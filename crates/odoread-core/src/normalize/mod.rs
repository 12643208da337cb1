//! Odometer reading normalizer.
//!
//! Turns one raw OCR line into a canonical numeric reading. The pipeline is
//! glyph substitution → character filter → separator reconciliation →
//! numeric validation → canonical formatting. Every stage is total: a line
//! that cannot be recovered comes out as an empty string.

mod format;
mod glyphs;
mod separators;

use std::sync::OnceLock;

use odoread_protocol::DecimalFormatMode;
use tracing::trace;

pub use format::{apply_mode, collapse_leading_zeros, format_canonical};
pub use glyphs::GlyphMap;
pub use separators::{filter_numeric, reconcile_separators};

/// Normalizer with the default glyph table, shared by [`normalize`].
static DEFAULT_NORMALIZER: OnceLock<ReadingNormalizer> = OnceLock::new();

/// Normalize a raw OCR line with the default glyph table.
pub fn normalize(raw: &str, mode: DecimalFormatMode) -> String {
    DEFAULT_NORMALIZER
        .get_or_init(ReadingNormalizer::default)
        .normalize(raw, mode)
}

/// Reading normalizer owning an immutable glyph table.
#[derive(Debug, Clone, Default)]
pub struct ReadingNormalizer {
    glyphs: GlyphMap,
}

impl ReadingNormalizer {
    /// Create a normalizer with a custom glyph table.
    pub fn new(glyphs: GlyphMap) -> Self {
        Self { glyphs }
    }

    pub fn glyphs(&self) -> &GlyphMap {
        &self.glyphs
    }

    /// Clean a raw line into its canonical reading, or empty if unrecoverable.
    pub fn clean(&self, raw: &str) -> String {
        let substituted = self.glyphs.substitute(raw);
        let filtered = filter_numeric(&substituted);
        let numeric = reconcile_separators(&filtered);

        // Formatting works on the digits; the parse only rejects non-numbers.
        // Digit runs too long for an f64 parse to infinity and are still kept.
        if numeric.parse::<f64>().is_err() {
            trace!("Discarding OCR line {:?} (filtered to {:?})", raw, numeric);
            return String::new();
        }

        format_canonical(&numeric)
    }

    /// Clean a raw line and re-punctuate it for the display mode.
    ///
    /// With [`DecimalFormatMode::None`] this is [`clean`](Self::clean). Other
    /// modes only touch readings that came out without a decimal point.
    pub fn normalize(&self, raw: &str, mode: DecimalFormatMode) -> String {
        let cleaned = self.clean(raw);
        if mode == DecimalFormatMode::None || cleaned.is_empty() || cleaned.contains('.') {
            return cleaned;
        }
        apply_mode(&cleaned, mode)
    }

    /// Normalize a batch of lines, dropping the ones that were discarded.
    pub fn normalize_lines<'a, I>(&self, lines: I, mode: DecimalFormatMode) -> Vec<String>
    where
        I: IntoIterator<Item = &'a str>,
    {
        lines
            .into_iter()
            .map(|line| self.normalize(line, mode))
            .filter(|reading| !reading.is_empty())
            .collect()
    }
}

#[cfg(test)]
mod tests {
    use super::*;
    use proptest::prelude::*;

    const NONE: DecimalFormatMode = DecimalFormatMode::None;

    #[test]
    fn test_glyphs_become_digits() {
        assert_eq!(normalize("O15OO", NONE), "1500");
        assert_eq!(normalize("I2§4", NONE), "1254");
        assert_eq!(normalize("Bg°", NONE), "890");
    }

    #[test]
    fn test_european_separators() {
        assert_eq!(normalize("1.500,5", NONE), "1500.5");
        assert_eq!(normalize("12.345,67 km", NONE), "12345.67");
    }

    #[test]
    fn test_thousands_dots() {
        assert_eq!(normalize("12.34.56", NONE), "123456");
        assert_eq!(normalize("1.500", NONE), "1500");
    }

    #[test]
    fn test_single_dot_tenths() {
        assert_eq!(normalize("1500.8", NONE), "1500.8");
        assert_eq!(normalize("1500.0", NONE), "1500");
        assert_eq!(normalize("1234.56", NONE), "123456");
    }

    #[test]
    fn test_two_decimal_reading_loses_point_when_renormalized() {
        // A single dot only survives with one fractional digit, so a
        // two-decimal reading (reachable from comma input) is not a fixed point.
        let once = normalize("1234,56", NONE);
        assert_eq!(once, "1234.56");
        assert_eq!(normalize(&once, NONE), "123456");
    }

    #[test]
    fn test_long_comma_fraction_keeps_integer_digits() {
        assert_eq!(normalize("12345678901234567,123", NONE), "12345678901234567.12");
    }

    #[test]
    fn test_digit_run_beyond_f64_range_is_kept() {
        let digits = "9".repeat(400);
        assert_eq!(normalize(&digits, NONE), digits);
    }

    #[test]
    fn test_leading_zeros_dropped() {
        assert_eq!(normalize("0001500", NONE), "1500");
        assert_eq!(normalize("000", NONE), "0");
    }

    #[test]
    fn test_substitution_runs_before_filter() {
        // 'S' and 'o' would be stripped if the filter ran first.
        assert_eq!(normalize("1S0o", NONE), "1500");
    }

    #[test]
    fn test_unrecoverable_lines_are_empty() {
        assert_eq!(normalize("", NONE), "");
        assert_eq!(normalize("km/h", NONE), "");
        assert_eq!(normalize(".,", NONE), "");
        assert_eq!(normalize("...", NONE), "");
        assert_eq!(normalize("1,2,3", NONE), "");
    }

    #[test]
    fn test_mode_applies_to_integer_readings() {
        assert_eq!(normalize("15008", DecimalFormatMode::OneDecimal), "1500.8");
        assert_eq!(normalize("123456", DecimalFormatMode::TwoDecimal), "1234.56");
        // Readings that already carry a point are left alone.
        assert_eq!(normalize("1500.8", DecimalFormatMode::TwoDecimal), "1500.8");
        assert_eq!(normalize("abc", DecimalFormatMode::OneDecimal), "");
    }

    #[test]
    fn test_custom_glyph_table() {
        let normalizer = ReadingNormalizer::new(GlyphMap::default().with('l', '1'));
        assert_eq!(normalizer.clean("l5OO"), "1500");
        assert_eq!(ReadingNormalizer::new(GlyphMap::empty()).clean("O15OO"), "15");
    }

    #[test]
    fn test_normalize_lines_drops_discarded() {
        let normalizer = ReadingNormalizer::default();
        let readings = normalizer.normalize_lines(["km/h", "O15OO", "---"], NONE);
        assert_eq!(readings, vec!["1500".to_string()]);
    }

    fn canonical_reading() -> impl Strategy<Value = String> {
        (0u64..10_000_000, proptest::option::of(0u8..10)).prop_map(|(int, tenths)| match tenths {
            Some(d) if d != 0 => format!("{}.{}", int, d),
            _ => int.to_string(),
        })
    }

    proptest! {
        #[test]
        fn prop_digit_free_input_is_empty(raw in "[ac-fhj-npru-zACE-HJ-NPRU-Y ,.:/\\-]{0,32}") {
            // Alphabet excludes every glyph the default table maps to a digit.
            prop_assert_eq!(normalize(&raw, NONE), "");
        }

        #[test]
        fn prop_canonical_readings_are_fixed_points(reading in canonical_reading()) {
            let once = normalize(&reading, NONE);
            prop_assert_eq!(&once, &reading);
            prop_assert_eq!(normalize(&once, NONE), once);
        }

        #[test]
        fn prop_output_matches_grammar(raw in "\\PC{0,24}") {
            let out = normalize(&raw, NONE);
            if !out.is_empty() {
                let (int_part, fraction) = out.split_once('.').unwrap_or((out.as_str(), ""));
                prop_assert!(int_part.chars().all(|c| c.is_ascii_digit()));
                prop_assert!(!int_part.is_empty());
                prop_assert!(int_part == "0" || !int_part.starts_with('0'));
                prop_assert!(fraction.len() <= 2);
                prop_assert!(fraction.chars().all(|c| c.is_ascii_digit()));
            }
        }

        #[test]
        fn prop_normalize_is_deterministic(raw in "\\PC{0,24}") {
            prop_assert_eq!(normalize(&raw, NONE), normalize(&raw, NONE));
        }
    }
}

ACTIVITY: Which lines of the data include the string "chars"? Find them and copy each one.

SOLUTION TO THE PROBLEM:
                prop_assert!(int_part.chars().all(|c| c.is_ascii_digit()));
                prop_assert!(fraction.chars().all(|c| c.is_ascii_digit()));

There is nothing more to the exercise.